Wide-Ranging Research Interests
Sixty-one Harker students have participated in the Near/Mitra scholars program in the first decade of its existence, and the research topics they’ve chosen have been as varied as the students themselves.
“As the program grew, we saw a rise in interdisciplinary interests,” said Smith, who retired from Harker last year. “That reflects students’ thinking that solving problems isn’t siloed in a singular field.”
Some Near/Mitra scholars have gone beyond expectations for their research. For example, Mitra scholar Shivani Mitra ’13 – the daughter of program benefactors – wrote a paper on artist Frida Kahlo. She traveled to Mexico City to visit museums and archives and communicated with one of Kahlo’s relatives. Near scholar Leon Lu ’19 talked his way into the Library of Congress to study the original works of his research subject, jazz bassist and composer Charles Mingus.Lu, a first-year student at Columbia University, said access to those materials was pivotal to his research.
“I got great perspective into Mingus’ temperament and how he approached writing music, including that every note he placed on the paper had meaning. It also gave me a portal into the Civil Rights era during which he was writing,” Lu said.
Mitra scholar Elisabeth Siegel ’16 wrote an algorithm to help her examine how news organizations used language to portray Palestinians during the summer of the 2014 offensive in Gaza. She then drew connections to an existing scholarly system about the impacts of colonialism.
“It was my first in-depth and focused look at Middle East politics,” she said. “I gained a lot of knowledge about the Israeli/Palestinian conflict that I was able to bring with me to college.” She is a senior international relations major at Yale University and her Mitra paper was published in the university’s Review of International Studies in March 2017.
Near/Mitra scholars agree that what makes the program so successful is the expertise and guidance of their faculty mentors and librarians.
Near scholar Andrew Rule ’17, a junior studying comparative literature and Chinese at Williams College, examined the coinciding of the increase in published Native American literature with the rise in activist movements between 1968 and 1978.
“My mentors taught me how to effectively construct and write an advanced academic argument,” he said. “I felt well prepared for comparative literature courses in college and had the expected ability to digest dense literary criticism, since I’d already done that in high school.”
Near scholar Kelsey Wu ’19, a first-year student at Harvard University, wrote about the role culture plays in the challenges faced by first-generation Chinese-American parents of autistic children. Her paper was awarded the Best Manuscript Award in the fall 2019 issue of The Harvard Undergraduate Research Journal.

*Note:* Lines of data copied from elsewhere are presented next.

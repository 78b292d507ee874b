//! Command-line interface components.

use crate::config::ParserConfig;
use crate::export::{ExportFormat, export_tables};
use crate::models::{DesInfo, OutputKey, SpecMap};
use crate::parser::DesParser;
use anyhow::{Context, Result};
use clap::Parser;
use colored::*;
use std::path::PathBuf;
use tracing::debug;

#[derive(Parser, Debug)]
#[command(name = "des_parser")]
#[command(about = "Parse a DES instrument description file into tables")]
#[command(version = env!("CARGO_PKG_VERSION"))]
pub struct Args {
    /// Path to the DES file
    #[arg(value_name = "DES_FILE")]
    pub des_path: PathBuf,

    /// Write every parsed table into this directory
    #[arg(short, long, value_name = "DIR")]
    pub export: Option<PathBuf>,

    /// File format used with --export
    #[arg(long, value_enum, default_value = "csv")]
    pub format: ExportFormat,

    /// Literal marker stripped from the start of each line
    #[arg(long, default_value = "COMM", conflicts_with = "no_comment_marker")]
    pub comment_marker: String,

    /// Do not strip any comment marker
    #[arg(long)]
    pub no_comment_marker: bool,

    /// Accept files that end inside a section header preamble
    #[arg(long)]
    pub lenient_preamble: bool,

    /// Print the full contents of every table
    #[arg(short, long)]
    pub verbose: bool,

    /// Only report errors
    #[arg(short, long, conflicts_with = "verbose")]
    pub quiet: bool,
}

impl Args {
    /// Parser configuration described by the arguments
    pub fn parser_config(&self) -> ParserConfig {
        let config = ParserConfig::default();
        let config = if self.no_comment_marker {
            config.without_comment_marker()
        } else {
            config.with_comment_marker(self.comment_marker.clone())
        };
        if self.lenient_preamble {
            config.with_lenient_preamble()
        } else {
            config
        }
    }

    pub fn get_log_level(&self) -> &'static str {
        if self.quiet {
            "error"
        } else if self.verbose {
            "debug"
        } else {
            "info"
        }
    }
}

/// Parse the file named on the command line, report and optionally export it
pub fn run(args: Args) -> Result<DesInfo> {
    setup_logging(&args);

    let parser = DesParser::new(args.parser_config()).context("Invalid parser configuration")?;
    let info = parser
        .parse_file(&args.des_path)
        .with_context(|| format!("Failed to parse {}", args.des_path.display()))?;

    if !args.quiet {
        print_summary(&args, &info);
    }

    if let Some(dir) = &args.export {
        let written = export_tables(&info, dir, args.format)
            .with_context(|| format!("Failed to export tables to {}", dir.display()))?;
        if !args.quiet {
            println!();
            println!(
                "{} {} file(s) to {}",
                "Exported".bright_green().bold(),
                written.len(),
                dir.display()
            );
        }
    }

    Ok(info)
}

/// Set up structured logging based on CLI arguments
fn setup_logging(args: &Args) {
    use tracing_subscriber::{EnvFilter, fmt, layer::SubscriberExt, util::SubscriberInitExt};

    let log_level = args.get_log_level();

    let filter = EnvFilter::try_from_default_env()
        .unwrap_or_else(|_| EnvFilter::new(format!("des_parser={}", log_level)));

    if args.quiet {
        tracing_subscriber::registry()
            .with(filter)
            .with(
                fmt::layer()
                    .with_target(false)
                    .with_level(true)
                    .with_writer(std::io::stderr)
                    .compact(),
            )
            .init();
    } else {
        tracing_subscriber::registry()
            .with(filter)
            .with(
                fmt::layer()
                    .with_target(false)
                    .with_level(true)
                    .with_timer(fmt::time::uptime())
                    .with_writer(std::io::stderr),
            )
            .init();
    }

    debug!("Logging initialized at level: {}", log_level);
}

/// One-line description of the value stored under `key`
pub fn describe_key(info: &DesInfo, key: OutputKey) -> Option<String> {
    let shape = |height: usize, width: usize| format!("{} rows x {} columns", height, width);
    let entries = |specs: &SpecMap| format!("{} entries", specs.len());

    match key {
        OutputKey::InstrumentPosition => info
            .instrument_position
            .as_ref()
            .map(|t| shape(t.height(), t.frame().width())),
        OutputKey::LoopGeomTx => info.loop_geom_tx.as_ref().map(|f| shape(f.height(), f.width())),
        OutputKey::TransmitterSpecs => info.transmitter_specs.as_ref().map(entries),
        OutputKey::TxWaveformSpecs => info
            .tx_waveform_specs
            .as_ref()
            .map(|t| shape(t.height(), t.frame().width())),
        OutputKey::ReceiverSpecs => info.receiver_specs.as_ref().map(entries),
        OutputKey::TxWaveformLm => info.txwaveform_lm.as_ref().map(|f| shape(f.height(), f.width())),
        OutputKey::TxWaveformHm => info.txwaveform_hm.as_ref().map(|f| shape(f.height(), f.width())),
        OutputKey::ValidGatesLm => info
            .validgates_lm
            .as_ref()
            .map(|t| shape(t.height(), t.frame().width())),
        OutputKey::ValidGateListLm => info.validgate_list_lm.as_ref().map(|g| format!("{:?}", g)),
        OutputKey::ValidGatesHm => info
            .validgates_hm
            .as_ref()
            .map(|t| shape(t.height(), t.frame().width())),
        OutputKey::ValidGateListHm => info.validgate_list_hm.as_ref().map(|g| format!("{:?}", g)),
        OutputKey::ColNameList => info
            .col_name_list
            .as_ref()
            .map(|names| format!("{} column names", names.len())),
        OutputKey::NLmGates => info.n_lm_gates.map(|n| n.to_string()),
        OutputKey::NHmGates => info.n_hm_gates.map(|n| n.to_string()),
    }
}

fn print_summary(args: &Args, info: &DesInfo) {
    println!(
        "{} {}",
        "DES file:".bright_green().bold(),
        args.des_path.display().to_string().bright_cyan()
    );
    println!();

    let keys = info.present_keys();
    if keys.is_empty() {
        println!("{}", "No recognized sections found".bright_yellow());
        return;
    }

    for key in keys {
        if let Some(description) = describe_key(info, key) {
            println!(
                "  {:<24} {}",
                key.as_str().bright_white().bold(),
                description.bright_black()
            );
        }
    }

    if args.verbose {
        for (key, frame) in info.frames() {
            println!();
            println!("{}", key.as_str().bright_yellow().bold());
            println!("{}", frame);
        }
        for (key, specs) in [
            (OutputKey::TransmitterSpecs, &info.transmitter_specs),
            (OutputKey::ReceiverSpecs, &info.receiver_specs),
        ] {
            if let Some(specs) = specs {
                println!();
                println!("{}", key.as_str().bright_yellow().bold());
                for (name, value) in specs {
                    println!("  {:<32} {}", name, value);
                }
            }
        }
    }
}

#[cfg(test)]
mod tests {
    use super::*;

    #[test]
    fn test_args_to_config() {
        let args = Args::parse_from(["des_parser", "survey.des", "--lenient-preamble"]);
        let config = args.parser_config();
        assert_eq!(config.comment_marker.as_deref(), Some("COMM"));
        assert!(config.lenient_preamble);
        assert_eq!(args.format, ExportFormat::Csv);
        assert_eq!(args.get_log_level(), "info");
    }

    #[test]
    fn test_no_comment_marker() {
        let args = Args::parse_from(["des_parser", "survey.des", "--no-comment-marker", "-q"]);
        assert_eq!(args.parser_config().comment_marker, None);
        assert_eq!(args.get_log_level(), "error");
    }

    #[test]
    fn test_export_format_flag() {
        let args = Args::parse_from([
            "des_parser",
            "survey.des",
            "--export",
            "out",
            "--format",
            "parquet",
        ]);
        assert_eq!(args.format, ExportFormat::Parquet);
        assert_eq!(args.export, Some(PathBuf::from("out")));
    }

    #[test]
    fn test_describe_key() {
        let info = DesInfo {
            n_lm_gates: Some(26),
            validgate_list_hm: Some(vec![1, 2, 3]),
            ..Default::default()
        };
        assert_eq!(describe_key(&info, OutputKey::NLmGates).as_deref(), Some("26"));
        assert_eq!(
            describe_key(&info, OutputKey::ValidGateListHm).as_deref(),
            Some("[1, 2, 3]")
        );
        assert_eq!(describe_key(&info, OutputKey::NHmGates), None);
    }
}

Wu’s mentors were her “most valuable resources,” she said. “Beyond a deeper knowledge of my topic, I learned how to properly cite sources, how to avoid plagiarism and how to use keywords effectively to find the exact sources I needed. These are research skills I’m using in college.”

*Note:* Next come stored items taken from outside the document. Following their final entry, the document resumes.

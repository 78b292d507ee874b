use clap::Parser;
use des_parser::cli::{self, Args};
use std::process;

fn main() {
    // Parse command line arguments
    let args = Args::parse();

    match cli::run(args) {
        Ok(_info) => {
            // Success - the summary has already been printed by the command
            process::exit(0);
        }
        Err(error) => {
            // Error occurred - print to stderr and exit with error code
            eprintln!("Error: {:#}", error);
            process::exit(1);
        }
    }
}
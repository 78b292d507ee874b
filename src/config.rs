//! Parser configuration and validation.
//!
//! The defaults reproduce the DES format as written by the acquisition
//! software; builders exist for files that deviate from it.

use crate::constants::DEFAULT_COMMENT_MARKER;
use crate::error::{DesError, Result};
use serde::{Deserialize, Serialize};

/// Configuration for a [`DesParser`](crate::parser::DesParser)
#[derive(Debug, Clone, PartialEq, Eq, Serialize, Deserialize)]
pub struct ParserConfig {
    /// Literal prefix removed from every line before interpretation (None = keep lines as-is)
    pub comment_marker: Option<String>,

    /// Treat end of input inside a header preamble as the end of an empty
    /// section instead of an error
    pub lenient_preamble: bool,
}

impl Default for ParserConfig {
    fn default() -> Self {
        Self {
            comment_marker: Some(DEFAULT_COMMENT_MARKER.to_string()),
            lenient_preamble: false,
        }
    }
}

impl ParserConfig {
    /// Use a different comment marker
    pub fn with_comment_marker(mut self, marker: impl Into<String>) -> Self {
        self.comment_marker = Some(marker.into());
        self
    }

    /// Interpret lines without removing any comment marker
    pub fn without_comment_marker(mut self) -> Self {
        self.comment_marker = None;
        self
    }

    /// Accept files that end inside a header preamble
    pub fn with_lenient_preamble(mut self) -> Self {
        self.lenient_preamble = true;
        self
    }

    /// Reject markers that could never match a trimmed line
    pub fn validate(&self) -> Result<()> {
        if let Some(marker) = &self.comment_marker {
            if marker.is_empty() {
                return Err(DesError::Configuration {
                    message: "comment marker must not be empty".to_string(),
                });
            }
            if marker.starts_with(char::is_whitespace) {
                return Err(DesError::Configuration {
                    message: format!(
                        "comment marker '{}' starts with whitespace and can never match",
                        marker
                    ),
                });
            }
        }
        Ok(())
    }

    pub(crate) fn comment_marker(&self) -> Option<&str> {
        self.comment_marker.as_deref()
    }
}
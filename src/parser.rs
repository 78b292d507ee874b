//! DES block-dispatch state machine.
//!
//! A single forward pass over the input: while scanning, lines are tested
//! against the section headers; a match hands subsequent lines to that
//! section's block parser until its termination predicate fires, after which
//! the block is materialized into the result and scanning resumes.

use crate::blocks::{BlockParser, block_for};
use crate::config::ParserConfig;
use crate::error::{DesError, Result};
use crate::header::{discard_preamble, recognize_header};
use crate::line_source::{LineSource, normalize_line};
use crate::models::{DesInfo, ParserState};
use std::fs::File;
use std::io::{BufRead, BufReader};
use std::path::Path;
use tracing::{debug, info};

/// Parser for DES instrument description files
#[derive(Debug, Clone, Default)]
pub struct DesParser {
    config: ParserConfig,
}

impl DesParser {
    /// Create a parser, validating its configuration
    pub fn new(config: ParserConfig) -> Result<Self> {
        config.validate()?;
        Ok(Self { config })
    }

    pub fn config(&self) -> &ParserConfig {
        &self.config
    }

    /// Parse a DES file from disk.
    ///
    /// The file handle lives only for the duration of the call and is closed
    /// whether or not parsing succeeds.
    pub fn parse_file(&self, path: &Path) -> Result<DesInfo> {
        if !path.exists() {
            return Err(DesError::FileNotFound {
                path: path.to_path_buf(),
            });
        }

        info!("Parsing DES file: {}", path.display());
        let file = File::open(path)?;
        self.parse_reader(BufReader::new(file))
    }

    /// Parse DES content held in memory
    pub fn parse_str(&self, content: &str) -> Result<DesInfo> {
        self.parse_reader(content.as_bytes())
    }

    /// Parse DES content from any buffered reader
    pub fn parse_reader<R: BufRead>(&self, reader: R) -> Result<DesInfo> {
        let mut source = LineSource::new(reader);
        let mut info = DesInfo::default();
        let mut state: ParserState<Box<dyn BlockParser>> = ParserState::Scanning;

        while let Some(raw) = source.next_line()? {
            let line = normalize_line(&raw, self.config.comment_marker());

            state = match state {
                ParserState::Scanning => match recognize_header(line) {
                    Some(section) => {
                        debug!("Entering {} at line {}", section, source.line_number());
                        discard_preamble(&mut source, section, self.config.lenient_preamble)?;
                        ParserState::InSection(block_for(section))
                    }
                    None => ParserState::Scanning,
                },
                ParserState::InSection(mut block) => {
                    if block.is_terminator(line) {
                        finish_block(block, &mut info, source.line_number())?;
                        ParserState::Scanning
                    } else {
                        block
                            .consume(line)
                            .map_err(|e| e.at(block.section(), source.line_number(), line))?;
                        ParserState::InSection(block)
                    }
                }
            };
        }

        if let ParserState::InSection(block) = state {
            debug!(
                "Input ended inside {}; finalizing {} row(s)",
                block.section(),
                block.rows()
            );
            finish_block(block, &mut info, source.line_number())?;
        }

        info!(
            "Parsed {} line(s) into {} result key(s)",
            source.line_number(),
            info.present_keys().len()
        );
        Ok(info)
    }
}

fn finish_block(block: Box<dyn BlockParser>, info: &mut DesInfo, line_number: usize) -> Result<()> {
    debug!(
        "Finalizing {} with {} row(s) at line {}",
        block.section(),
        block.rows(),
        line_number
    );
    block.finish(info)
}

/// Parse a DES file with the default configuration
pub fn parse_des_file(path: impl AsRef<Path>) -> Result<DesInfo> {
    DesParser::default().parse_file(path.as_ref())
}

/// Parse in-memory DES content with the default configuration
pub fn parse_des_str(content: &str) -> Result<DesInfo> {
    DesParser::default().parse_str(content)
}

#[cfg(test)]
mod tests {
    use super::*;
    use crate::models::{OutputKey, Section};

    const GEOMETRY_AND_GATES: &str = "\
COMM Survey notes that match no header
COMM TX LOOP GEOMETRY
COMM   X(m)   Y(m)
COMM  -12.64  -2.13
COMM   -6.14  -8.58
COMM
COMM LM GATE TIMES SUPPLIED
COMM  Gate  Width  Open  Centre  Close
COMM        (us)   (us)  (us)    (us)
COMM  1 10.0 0.0 5.0 10.0
COMM  2 10.0 10.0 15.0 20.0
COMM
";

    #[test]
    fn test_sections_parsed_and_absent_keys_missing() {
        let info = parse_des_str(GEOMETRY_AND_GATES).unwrap();

        assert_eq!(
            info.present_keys(),
            vec![
                OutputKey::LoopGeomTx,
                OutputKey::ValidGatesLm,
                OutputKey::ValidGateListLm
            ]
        );
        assert_eq!(info.loop_geom_tx.as_ref().unwrap().height(), 2);
        assert_eq!(info.validgate_list_lm, Some(vec![1, 2]));
        assert!(info.col_name_list.is_none());
        assert!(info.n_lm_gates.is_none());
    }

    #[test]
    fn test_parsing_is_idempotent() {
        let first = parse_des_str(GEOMETRY_AND_GATES).unwrap();
        let second = parse_des_str(GEOMETRY_AND_GATES).unwrap();
        assert_eq!(first, second);
    }

    #[test]
    fn test_empty_input() {
        let info = parse_des_str("").unwrap();
        assert!(info.is_empty());
    }

    #[test]
    fn test_unterminated_final_section_is_finalized() {
        let content = "TX LOOP GEOMETRY\nX Y\n1.0 2.0\n3.0 4.0";
        let info = parse_des_str(content).unwrap();
        assert_eq!(info.loop_geom_tx.unwrap().height(), 2);
    }

    #[test]
    fn test_terminator_line_is_consumed() {
        // The dashed line ends the receiver block and is not re-scanned
        let content = "\
RECEIVER SPECIFICATIONS
Coil area Z   105 m2
---------------------
TRANSMITTER SPECIFICATIONS
Loop area   342 m2
";
        let info = parse_des_str(content).unwrap();
        assert_eq!(info.receiver_specs.unwrap().len(), 1);
        assert_eq!(info.transmitter_specs.unwrap()["Loop area"], "342 m2");
    }

    #[test]
    fn test_header_inside_section_is_a_row() {
        // A section never switches to another one without passing through scanning
        let content = "TRANSMITTER SPECIFICATIONS\nLoop area   342 m2\nRECEIVER  SPECIFICATIONS\n";
        let info = parse_des_str(content).unwrap();

        let specs = info.transmitter_specs.unwrap();
        assert_eq!(specs.len(), 2);
        assert_eq!(specs["RECEIVER"], "SPECIFICATIONS");
        assert!(info.receiver_specs.is_none());
    }

    #[test]
    fn test_repeated_section_last_write_wins() {
        let content = "\
TX LOOP GEOMETRY
X Y
1.0 1.0
2.0 2.0

TX LOOP GEOMETRY
X Y
9.0 9.0
";
        let info = parse_des_str(content).unwrap();
        let frame = info.loop_geom_tx.unwrap();
        assert_eq!(frame.height(), 1);
        assert_eq!(frame.column("x_m").unwrap().f64().unwrap().get(0), Some(9.0));
    }

    #[test]
    fn test_type_cast_failure_reports_location() {
        let content = "TX LOOP GEOMETRY\nX Y\n1.0 2.0\n12.5 abc\n";
        let err = parse_des_str(content).unwrap_err();

        assert!(err.is_type_cast());
        match err {
            DesError::TypeCast {
                section,
                line_number,
                line,
                column,
                value,
                ..
            } => {
                assert_eq!(section, Section::LoopGeometry);
                assert_eq!(line_number, 4);
                assert_eq!(line, "12.5 abc");
                assert_eq!(column, "y_m");
                assert_eq!(value, "abc");
            }
            other => panic!("Expected TypeCast, got {:?}", other),
        }
    }

    #[test]
    fn test_malformed_row_reports_section() {
        let content = "LM TX WAVEFORM\nTime [s]  Amplitude [A]\n0.0 1.0 2.0\n";
        let err = parse_des_str(content).unwrap_err();

        assert_eq!(err.section(), Some(Section::TxWaveformLM));
        assert!(matches!(err, DesError::MalformedRow { line_number: 3, .. }));
    }

    #[test]
    fn test_unterminated_preamble() {
        let content = "INSTRUMENT POSITION RELATIVE TO FRAME\nParameter X Y Z\n";

        let err = parse_des_str(content).unwrap_err();
        assert!(matches!(
            err,
            DesError::UnterminatedPreamble {
                section: Section::InstrumentPosition,
                header_line: 1
            }
        ));

        let lenient = DesParser::new(ParserConfig::default().with_lenient_preamble()).unwrap();
        let info = lenient.parse_str(content).unwrap();
        assert_eq!(info.instrument_position.unwrap().height(), 0);
    }

    #[test]
    fn test_comment_marker_is_configurable() {
        let content = "REM TX LOOP GEOMETRY\nREM X Y\nREM 1.0 2.0\n";

        let default = parse_des_str(content).unwrap();
        assert!(default.loop_geom_tx.is_none());

        let parser = DesParser::new(ParserConfig::default().with_comment_marker("REM")).unwrap();
        let info = parser.parse_str(content).unwrap();
        assert_eq!(info.loop_geom_tx.unwrap().height(), 1);
    }

    #[test]
    fn test_words_starting_with_marker_are_kept() {
        let content = "COMM RECEIVER SPECIFICATIONS\nCOMMON mode rejection   80 dB\n\n";
        let info = parse_des_str(content).unwrap();

        let specs = info.receiver_specs.unwrap();
        let keys: Vec<&str> = specs.keys().map(String::as_str).collect();
        assert_eq!(keys, vec!["COMMON mode rejection"]);
    }

    #[test]
    fn test_overflowing_column_range_is_an_error() {
        let content = "FIELD CHANNEL DESCRIPTION\n-9223372036854775808:9223372036854775807  Z\n";
        let err = parse_des_str(content).unwrap_err();

        assert_eq!(err.section(), Some(Section::ColumnDescription));
        assert!(matches!(err, DesError::MalformedRow { line_number: 2, .. }));
    }

    #[test]
    fn test_invalid_config_rejected() {
        assert!(DesParser::new(ParserConfig::default().with_comment_marker("")).is_err());
    }

    #[test]
    fn test_missing_file() {
        let err = parse_des_file("/nonexistent/survey.des").unwrap_err();
        assert!(matches!(err, DesError::FileNotFound { .. }));
    }
}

The gratitude for the program goes both ways, with mentors equally relishing their work with students. “Most teachers and librarians would say Near/Mitra is an incredible opportunity to work one-on-one with students,” Smith said. “That’s something we could never have foreseen when we began this program in 2009 – that it would become such a joy for faculty. It’s so rewarding to see that it’s blossomed into an amazing experience for everyone involved.”